Work to complete: Under this line are the records; write out word for word the part that begins at the line containing "use crate::bus::sink::FrameSink;" and ends at the line containing "thread of control;", and no more.

....

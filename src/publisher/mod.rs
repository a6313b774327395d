//! # Telemetry Publisher Module
//!
//! Periodic round-robin publication of the sensor snapshot over CAN.
//!
//! This module handles:
//! - Sending at most one frame per scheduler tick, fields in fixed order
//! - Retrying in place when the bus rejects a frame
//! - Halting publication after persistent failure (error breaker)
//! - Gating snapshot replacement so a cycle never mixes two generations
//!   of readings

pub mod snapshot;

use std::time::{Duration, Instant};

use tracing::{error, warn};

use crate::bus::sink::FrameSink;
use crate::can::protocol::{CanFrame, FrameValue, SensorIds};
use crate::clock::MonotonicClock;

pub use snapshot::TelemetrySnapshot;

/// Default publish period: one cycle per second
pub const DEFAULT_SEND_INTERVAL: Duration = Duration::from_secs(1);

/// Failed-send ceiling; once the counter exceeds this, the breaker trips
pub const ERROR_CEILING: u32 = 1000;

/// Publisher phase. Each send state covers exactly one field.
#[derive(Debug, Clone, Copy, PartialEq, Eq)]
pub enum PublishState {
    Reset,
    Idle,
    SendTemperature,
    SendRelHumidity,
    SendAbsHumidity,
    SendAirQualityVoc,
    SendAirQualityCo2,
    SendLight,
    SendAirPressure,
    Fault,
}

/// Round-robin telemetry publisher.
///
/// The host loop calls [`update`](Self::update) to hand over fresh readings
/// and [`tick`](Self::tick) once per loop iteration to advance the state
/// machine by exactly one step. Both run on the same thread of control;
/// snapshot ownership is gated by the busy flag, not a lock.
pub struct TelemetryPublisher<B, C> {
    bus: B,
    clock: C,
    ids: SensorIds,
    send_interval: Duration,

    snapshot: TelemetrySnapshot,
    state: PublishState,
    busy: bool,
    deadline: Instant,
    error_counter: u32,
    frames_sent: u64,
}

impl<B: FrameSink, C: MonotonicClock> TelemetryPublisher<B, C> {
    /// Create a publisher with the default one-second publish period
    pub fn new(bus: B, clock: C, ids: SensorIds) -> Self {
        Self::with_interval(bus, clock, ids, DEFAULT_SEND_INTERVAL)
    }

    /// Create a publisher with a custom publish period
    pub fn with_interval(bus: B, clock: C, ids: SensorIds, send_interval: Duration) -> Self {
        let now = clock.now();

        Self {
            bus,
            clock,
            ids,
            send_interval,
            snapshot: TelemetrySnapshot::default(),
            state: PublishState::Reset,
            busy: false,
            // Already elapsed, so the first cycle starts without waiting
            deadline: now.checked_sub(send_interval).unwrap_or(now),
            error_counter: 0,
            frames_sent: 0,
        }
    }

    /// Hand over a fresh snapshot
    ///
    /// Accepted only while no cycle is in flight; otherwise a silent no-op,
    /// so the running cycle always finishes against the snapshot it started
    /// with.
    pub fn update(&mut self, snapshot: TelemetrySnapshot) {
        if !self.busy {
            self.snapshot = snapshot;
        }
    }

    /// Advance the state machine by exactly one transition
    ///
    /// Never blocks and never panics; every failure is a state transition.
    pub fn tick(&mut self) {
        let now = self.clock.now();

        // Breaker guard runs before the state switch and supersedes it
        if self.error_counter > ERROR_CEILING && self.state != PublishState::Fault {
            error!("CAN bus is not accepting frames, shutting telemetry publishing down");
            self.state = PublishState::Fault;
        }

        match self.state {
            PublishState::Reset => {
                self.error_counter = 0;
                self.snapshot = TelemetrySnapshot::default();
                self.state = PublishState::Idle;
            }

            PublishState::Idle => {
                self.busy = false;
                self.error_counter = 0;
                if now > self.deadline {
                    self.busy = true;
                    self.state = PublishState::SendTemperature;
                }
            }

            PublishState::SendTemperature => {
                self.attempt_send(
                    self.snapshot.temperature,
                    self.ids.temperature,
                    PublishState::SendTemperature,
                    PublishState::SendRelHumidity,
                    "temperature",
                );
            }

            PublishState::SendRelHumidity => {
                self.attempt_send(
                    self.snapshot.relative_humidity,
                    self.ids.rel_humidity,
                    PublishState::SendRelHumidity,
                    PublishState::SendAbsHumidity,
                    "relative humidity",
                );
            }

            PublishState::SendAbsHumidity => {
                self.attempt_send(
                    self.snapshot.absolute_humidity,
                    self.ids.abs_humidity,
                    PublishState::SendAbsHumidity,
                    PublishState::SendAirQualityVoc,
                    "absolute humidity",
                );
            }

            PublishState::SendAirQualityVoc => {
                self.attempt_send(
                    self.snapshot.air_quality_voc,
                    self.ids.air_quality_voc,
                    PublishState::SendAirQualityVoc,
                    PublishState::SendAirQualityCo2,
                    "VOC",
                );
            }

            PublishState::SendAirQualityCo2 => {
                self.attempt_send(
                    self.snapshot.air_quality_co2eq,
                    self.ids.air_quality_co2eq,
                    PublishState::SendAirQualityCo2,
                    PublishState::SendLight,
                    "CO2",
                );
            }

            PublishState::SendLight => {
                self.attempt_send(
                    self.snapshot.light,
                    self.ids.light,
                    PublishState::SendLight,
                    PublishState::SendAirPressure,
                    "light",
                );
            }

            PublishState::SendAirPressure => {
                self.attempt_send(
                    self.snapshot.air_pressure,
                    self.ids.air_pressure,
                    PublishState::SendAirPressure,
                    PublishState::Idle,
                    "air pressure",
                );
                // Rearmed from the time this state ran, not from cycle start
                self.deadline = now + self.send_interval;
            }

            PublishState::Fault => {}
        }
    }

    /// Current publisher phase
    ///
    /// A host wishing to react to [`PublishState::Fault`] polls this.
    pub fn state(&self) -> PublishState {
        self.state
    }

    /// Whether a publish cycle is in flight
    pub fn is_busy(&self) -> bool {
        self.busy
    }

    /// Failed sends since the last counter reset
    pub fn error_count(&self) -> u32 {
        self.error_counter
    }

    /// Frames accepted by the bus over the publisher's lifetime
    pub fn frames_sent(&self) -> u64 {
        self.frames_sent
    }

    /// Try to publish one field
    ///
    /// The next state is committed first, so an absent field is skipped at
    /// zero cost. A rejected send reverts to `retry` and bumps the error
    /// counter; the same field is attempted again next tick.
    fn attempt_send<V: FrameValue>(
        &mut self,
        value: Option<V>,
        id: u16,
        retry: PublishState,
        next: PublishState,
        label: &'static str,
    ) {
        self.state = next;

        if let Some(value) = value {
            let frame = CanFrame::from_value(id, value);
            if self.bus.try_send(&frame) {
                self.frames_sent += 1;
            } else {
                self.state = retry;
                self.error_counter += 1;
                warn!("Could not send {}", label);
            }
        }
    }
}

....

Written solution:
use crate::bus::sink::FrameSink;
use crate::can::protocol::{CanFrame, FrameValue, SensorIds};
use crate::clock::MonotonicClock;

pub use snapshot::TelemetrySnapshot;

/// Default publish period: one cycle per second
pub const DEFAULT_SEND_INTERVAL: Duration = Duration::from_secs(1);

/// Failed-send ceiling; once the counter exceeds this, the breaker trips
pub const ERROR_CEILING: u32 = 1000;

/// Publisher phase. Each send state covers exactly one field.
#[derive(Debug, Clone, Copy, PartialEq, Eq)]
pub enum PublishState {
    Reset,
    Idle,
    SendTemperature,
    SendRelHumidity,
    SendAbsHumidity,
    SendAirQualityVoc,
    SendAirQualityCo2,
    SendLight,
    SendAirPressure,
    Fault,
}

/// Round-robin telemetry publisher.
///
/// The host loop calls [`update`](Self::update) to hand over fresh readings
/// and [`tick`](Self::tick) once per loop iteration to advance the state
/// machine by exactly one step. Both run on the same thread of control;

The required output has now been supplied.